//! Congestion Control for RDT
//!
//! Implements a TCP Reno style window: slow start, congestion avoidance and
//! fast recovery, driven by ACK, duplicate-ACK and timeout events. All window
//! values are in bytes.

use tracing::debug;

/// Default initial slow-start threshold (bytes)
pub const DEFAULT_SSTHRESH: u32 = 64 * 1024;

/// Congestion control phase
#[derive(Debug, Clone, Copy, PartialEq, Eq)]
pub enum CongestionPhase {
    /// Exponential growth until `ssthresh`
    SlowStart,
    /// Additive increase, roughly one MSS per round trip
    CongestionAvoidance,
    /// Window inflated while the lost segment is being repaired
    FastRecovery,
}

/// Events fed to the controller by the sender
#[derive(Debug, Clone, Copy, PartialEq, Eq)]
pub enum CongestionEvent {
    /// A cumulative ACK advanced the window
    NewAck { acked_bytes: u32 },
    /// Third duplicate ACK for the same base
    TripleDupAck,
    /// Further duplicate ACK during fast recovery
    WindowInflate,
    /// Retransmission timer expired
    Timeout,
}

/// Congestion control state
#[derive(Debug, Clone)]
pub struct CongestionController {
    /// Maximum segment size (bytes)
    mss: u32,
    /// Congestion window (bytes)
    cwnd: u32,
    /// Slow start threshold (bytes)
    ssthresh: u32,
    /// Current phase
    phase: CongestionPhase,
}

impl CongestionController {
    /// Create a new congestion controller
    ///
    /// # Arguments
    /// * `mss` - Maximum segment size in bytes
    /// * `initial_ssthresh` - Initial slow start threshold in bytes
    pub fn new(mss: u32, initial_ssthresh: u32) -> Self {
        CongestionController {
            mss,
            cwnd: mss,
            ssthresh: initial_ssthresh,
            phase: CongestionPhase::SlowStart,
        }
    }

    /// Get current congestion window in bytes
    pub fn cwnd(&self) -> u32 {
        self.cwnd
    }

    /// Get current slow start threshold in bytes
    pub fn ssthresh(&self) -> u32 {
        self.ssthresh
    }

    /// Get current phase
    pub fn phase(&self) -> CongestionPhase {
        self.phase
    }

    /// Get maximum segment size
    pub fn mss(&self) -> u32 {
        self.mss
    }

    /// Apply one event to the window
    pub fn on_event(&mut self, event: CongestionEvent) {
        let before = self.phase;

        match event {
            CongestionEvent::NewAck { acked_bytes } => self.on_new_ack(acked_bytes),
            CongestionEvent::TripleDupAck => self.on_triple_dup_ack(),
            CongestionEvent::WindowInflate => self.on_window_inflate(),
            CongestionEvent::Timeout => self.on_timeout(),
        }

        if before != self.phase {
            debug!(
                from = ?before,
                to = ?self.phase,
                cwnd = self.cwnd,
                ssthresh = self.ssthresh,
                "congestion phase change"
            );
        }
    }

    /// Record a cumulative ACK covering `acked_bytes`
    pub fn on_new_ack(&mut self, acked_bytes: u32) {
        match self.phase {
            CongestionPhase::SlowStart => {
                self.cwnd = self.cwnd.saturating_add(acked_bytes);
                if self.cwnd >= self.ssthresh {
                    self.phase = CongestionPhase::CongestionAvoidance;
                }
            }
            CongestionPhase::CongestionAvoidance => {
                let increment = (self.mss as u64 * acked_bytes as u64) / self.cwnd as u64;
                self.cwnd = self.cwnd.saturating_add((increment as u32).max(1));
            }
            CongestionPhase::FastRecovery => {
                // Deflate back to the threshold
                self.cwnd = self.ssthresh;
                self.phase = CongestionPhase::CongestionAvoidance;
            }
        }
    }

    /// Record the third duplicate ACK (fast retransmit)
    ///
    /// Re-triggerable from fast recovery.
    pub fn on_triple_dup_ack(&mut self) {
        self.ssthresh = self.halved_window();
        self.cwnd = self.ssthresh.saturating_add(3 * self.mss);
        self.phase = CongestionPhase::FastRecovery;
    }

    /// Inflate the window for an additional duplicate ACK
    ///
    /// Ignored outside fast recovery.
    pub fn on_window_inflate(&mut self) {
        if self.phase == CongestionPhase::FastRecovery {
            self.cwnd = self.cwnd.saturating_add(self.mss);
        }
    }

    /// Record a retransmission timeout
    pub fn on_timeout(&mut self) {
        self.ssthresh = self.halved_window();
        self.cwnd = self.mss;
        self.phase = CongestionPhase::SlowStart;
    }

    fn halved_window(&self) -> u32 {
        (self.cwnd / 2).max(2 * self.mss)
    }

    /// Get statistics
    pub fn stats(&self) -> CongestionStats {
        CongestionStats {
            cwnd: self.cwnd,
            ssthresh: self.ssthresh,
            phase: self.phase,
        }
    }
}

/// Congestion control statistics
#[derive(Debug, Clone, Copy, PartialEq, Eq)]
pub struct CongestionStats {
    /// Current congestion window (bytes)
    pub cwnd: u32,
    /// Slow start threshold (bytes)
    pub ssthresh: u32,
    /// Current phase
    pub phase: CongestionPhase,
}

> **Task prompt**
When the word "Record" turns up on a line of the material above, copy that line.

> **Output below**
    /// Record a cumulative ACK covering `acked_bytes`
    /// Record the third duplicate ACK (fast retransmit)
    /// Record a retransmission timeout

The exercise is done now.